Is it possible to somehow paint across Packed Level Actors, in the scene? Like for instance, a series of “ground tiles” like in this^ video?
This might be a strange question and not really an intended worfklow, but let me explain what we are trying to achieve;
So we are creating a game for a student project, and the way we have our environment setup everything is made out of “Packed Level Actors”. These PLAs are made for all fundemental environment building blocks, such as a 1x1 floor pieces, wall pieces, stair segments, etc. Then again with these pieces, we kitbash together larger assemblies such as buildings, and save that together again, as another PLA.

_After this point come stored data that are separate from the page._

/// XSD element local names
mod xsd_elements {
    pub const SCHEMA: &str = "schema";
    pub const ELEMENT: &str = "element";
    pub const COMPLEX_TYPE: &str = "complexType";
    pub const SIMPLE_TYPE: &str = "simpleType";
    pub const GROUP: &str = "group";
    pub const SEQUENCE: &str = "sequence";
    pub const CHOICE: &str = "choice";
    pub const ALL: &str = "all";
    pub const ANNOTATION: &str = "annotation";
    pub const DOCUMENTATION: &str = "documentation";
    pub const IMPORT: &str = "import";
    pub const INCLUDE: &str = "include";
    pub const REDEFINE: &str = "redefine";
    pub const RESTRICTION: &str = "restriction";
    pub const EXTENSION: &str = "extension";
    pub const LIST: &str = "list";
    pub const UNION: &str = "union";
    pub const COMPLEX_CONTENT: &str = "complexContent";
    pub const SIMPLE_CONTENT: &str = "simpleContent";
    pub const ANY: &str = "any";
    // Facets
    pub const PATTERN: &str = "pattern";
    pub const ENUMERATION: &str = "enumeration";
    pub const MIN_LENGTH: &str = "minLength";
    pub const MAX_LENGTH: &str = "maxLength";
    pub const LENGTH: &str = "length";
}

/// XSD attribute names
mod xsd_attrs {
    pub const NAME: &str = "name";
    pub const TYPE: &str = "type";
    pub const REF: &str = "ref";
    pub const BASE: &str = "base";
    pub const VALUE: &str = "value";
    pub const FORM: &str = "form";
    pub const DEFAULT: &str = "default";
    pub const FIXED: &str = "fixed";
    pub const ITEM_TYPE: &str = "itemType";
    pub const MEMBER_TYPES: &str = "memberTypes";
    pub const MIN_OCCURS: &str = "minOccurs";
    pub const MAX_OCCURS: &str = "maxOccurs";
    pub const NAMESPACE: &str = "namespace";
    pub const SCHEMA_LOCATION: &str = "schemaLocation";
    pub const TARGET_NAMESPACE: &str = "targetNamespace";
    pub const ELEMENT_FORM_DEFAULT: &str = "elementFormDefault";
}

use xsd_attrs as attrs;
use xsd_elements as tags;

/// Pending schema work item for iterative processing
struct PendingSchemaWork {
    /// Path to the schema file
    path: PathBuf,
    /// Schema text when the document is not read from disk
    inline: Option<String>,
    /// Including document's namespace (for chameleon include handling)
    parent_namespace: Option<String>,
    /// Include/import nesting depth
    depth: usize,
}

/// A collected schema document
struct SchemaSource {
    path: PathBuf,
    text: String,
    inline: bool,
    /// Effective target namespace (inherited for chameleon includes)
    target_namespace: Option<String>,
    /// Document has no namespace of its own and adopts the includer's
    chameleon: bool,
}

/// Load a schema file and all documents it references
pub(super) fn load_schema(path: &Path, limits: &Limits) -> Result<SchemaModel> {
    let sources = collect_sources(
        PendingSchemaWork {
            path: path.to_path_buf(),
            inline: None,
            parent_namespace: None,
            depth: 0,
        },
        limits,
    )?;
    build_model(&sources, limits)
}

/// Load a schema from a string; references resolve against the current directory
pub(super) fn load_schema_str(xsd: &str, limits: &Limits) -> Result<SchemaModel> {
    let sources = collect_sources(
        PendingSchemaWork {
            path: PathBuf::from("<string>"),
            inline: Some(xsd.to_string()),
            parent_namespace: None,
            depth: 0,
        },
        limits,
    )?;
    build_model(&sources, limits)
}

fn is_xsd(node: &Node, local_name: &str) -> bool {
    node.is_element()
        && node.tag_name().namespace() == Some(XSD_NAMESPACE)
        && node.tag_name().name() == local_name
}

fn xsd_children<'a, 'input>(node: Node<'a, 'input>) -> impl Iterator<Item = Node<'a, 'input>> {
    node.children()
        .filter(|c| c.is_element() && c.tag_name().namespace() == Some(XSD_NAMESPACE))
}

fn xsd_child<'a, 'input>(node: Node<'a, 'input>, local_name: &str) -> Option<Node<'a, 'input>> {
    xsd_children(node).find(|c| c.tag_name().name() == local_name)
}

fn parse_document<'input>(path: &Path, text: &'input str) -> Result<roxmltree::Document<'input>> {
    let doc = roxmltree::Document::parse(text)
        .map_err(|e| Error::SchemaLoad(format!("{}: {}", path.display(), e)))?;
    if !is_xsd(&doc.root_element(), tags::SCHEMA) {
        return Err(Error::SchemaLoad(format!(
            "{}: root element is not xs:schema",
            path.display()
        )));
    }
    Ok(doc)
}

/// Resolve a schemaLocation relative to the referencing document
fn resolve_schema_location(location: &str, referencing: &Path) -> PathBuf {
    let location_path = Path::new(location);
    if location_path.is_absolute() {
        return location_path.to_path_buf();
    }
    match referencing.parent() {
        Some(base) => base.join(location),
        None => location_path.to_path_buf(),
    }
}

fn is_remote(location: &str) -> bool {
    location.starts_with("http://") || location.starts_with("https://")
}

/// Phase one: gather the text of every reachable schema document
fn collect_sources(first: PendingSchemaWork, limits: &Limits) -> Result<Vec<SchemaSource>> {
    let loader = Loader::new().with_limits(limits.clone());
    let mut loaded_paths = HashSet::new();
    let mut pending = VecDeque::from([first]);
    let mut sources = Vec::new();

    while let Some(work) = pending.pop_front() {
        limits.check_schema_depth(work.depth)?;

        let key = work
            .path
            .canonicalize()
            .unwrap_or_else(|_| work.path.clone());
        if !loaded_paths.insert(key) {
            continue;
        }

        let inline = work.inline.is_some();
        let text = match work.inline {
            Some(text) => text,
            None => loader.load(&work.path).map_err(|e| match e {
                Error::Resource(msg) => Error::SchemaLoad(msg),
                other => other,
            })?,
        };

        let (own_namespace, references) = {
            let doc = parse_document(&work.path, &text)?;
            let root = doc.root_element();
            let own_namespace = root.attribute(attrs::TARGET_NAMESPACE).map(String::from);
            let effective = own_namespace
                .clone()
                .or_else(|| work.parent_namespace.clone());

            let mut references = Vec::new();
            for child in xsd_children(root) {
                let location = child.attribute(attrs::SCHEMA_LOCATION);
                match child.tag_name().name() {
                    tags::INCLUDE | tags::REDEFINE => {
                        if let Some(location) = location {
                            references.push((location.to_string(), effective.clone()));
                        }
                    }
                    tags::IMPORT => match location {
                        Some(location) if is_remote(location) => {
                            log::warn!("Skipping remote import {}", location);
                        }
                        Some(location) => references.push((location.to_string(), None)),
                        None => log::debug!(
                            "Import of {} has no schemaLocation",
                            child.attribute(attrs::NAMESPACE).unwrap_or("(no namespace)")
                        ),
                    },
                    _ => {}
                }
            }
            (own_namespace, references)
        };

        for (location, parent_namespace) in references {
            pending.push_back(PendingSchemaWork {
                path: resolve_schema_location(&location, &work.path),
                inline: None,
                parent_namespace,
                depth: work.depth + 1,
            });
        }

        log::debug!("Collected schema document {}", work.path.display());
        let chameleon = own_namespace.is_none() && work.parent_namespace.is_some();
        sources.push(SchemaSource {
            path: work.path,
            text,
            inline,
            target_namespace: own_namespace.or(work.parent_namespace),
            chameleon,
        });
    }

    Ok(sources)
}

/// Phase two: resolve all global elements of the collected documents
fn build_model(sources: &[SchemaSource], limits: &Limits) -> Result<SchemaModel> {
    let docs = sources
        .iter()
        .map(|s| parse_document(&s.path, &s.text))
        .collect::<Result<Vec<_>>>()?;

    let mut resolver = Resolver::new(sources, &docs, limits);
    let names: Vec<QName> = resolver.elements.keys().cloned().collect();

    let mut model = SchemaModel::default();
    for name in names {
        let node = resolver.global_element(&name)?;
        model.elements.insert(name, node);
    }

    for (source, doc) in sources.iter().zip(&docs) {
        if let Some(ns) = &source.target_namespace {
            if !model.target_namespaces.contains(ns) {
                model.target_namespaces.push(ns.clone());
            }
        }
        for namespace in doc.root_element().namespaces() {
            if let Some(prefix) = namespace.name() {
                let entry = (prefix.to_string(), namespace.uri().to_string());
                if namespace.uri() != XSD_NAMESPACE && !model.prefixes.contains(&entry) {
                    model.prefixes.push(entry);
                }
            }
        }
        if !source.inline {
            model.sources.push(source.path.clone());
        }
    }

    Ok(model)
}

/// A schema node together with the index of its document
#[derive(Clone, Copy)]
struct Located<'a, 'input> {
    node: Node<'a, 'input>,
    doc: usize,
}

impl<'a, 'input> Located<'a, 'input> {
    fn with(self, node: Node<'a, 'input>) -> Self {
        Self { node, doc: self.doc }
    }
}

/// Per-document settings
struct DocInfo {
    target_namespace: Option<String>,
    chameleon: bool,
    qualified_elements: bool,
}

/// Expands global components into schema nodes
struct Resolver<'a, 'input> {
    info: Vec<DocInfo>,
    limits: &'a Limits,
    elements: IndexMap<QName, Located<'a, 'input>>,
    complex_types: HashMap<QName, Located<'a, 'input>>,
    simple_types: HashMap<QName, Located<'a, 'input>>,
    groups: HashMap<QName, Located<'a, 'input>>,
    element_cache: HashMap<QName, SchemaNode>,
    type_cache: HashMap<QName, NodeKind>,
    element_stack: Vec<QName>,
    type_stack: Vec<QName>,
    /// Number of recursive references cut so far
    truncations: usize,
}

What this achieves for us is that when I as the environment artist needs to update all the houses or whatever in the level, all I need to do is update those fundemental building blocks, such as the floor or wall tiles, regardless of how many houses the other team members have built with them, thus saving an extreme amount of time and making it so that when the other team members make more assets, as long as they use these base-pieces to build stuff there will never be any more work for me.
The issue now however, is that a fundemental part of our games art direction depends on vertex painting parts of the environment to be “corrupted”, and I made everything for that work perfectly before realizing 1. I cant paint onto PLA’s without going into them, and 2. if I paint on anything inside a PLA, if I then save and exit it does not show on the instanced meshes.
So now I am wondering, what exactly should we do here? The level will be massive, composed of thousands upon thousands of pieces, so if I “break” stuff out of being PLA’s or merge sections into static meshes, I will have to do an extreme amount of work whenever a “piece” needs updating.
Is there a better way to do what I want to achieve, or is there any way to just allow each PLA “instance” to be its own mesh, thus allowing for vertex paint? I dont care for the other uses of PLAs such as optimization or whatever else its used for, all I need is a way to have assemblies of objects within eachother so changes on the base parts cascade through everything. I also love the fact that the pivot is a physical object inside a PLA so whenever I update the meshes inside all I need to do is place the new meshes ontop of the old ones and nothing will get “shifted” in the scene.
Forgive me if this is a silly question / problem, I am new to unreal and am mostly concerned with the “art” part of being an environment artist, so I dont really understand the intended use of stuff like PLAs, or basic workflow stuff that allows for changes on assets to be cascaded through the level without issues.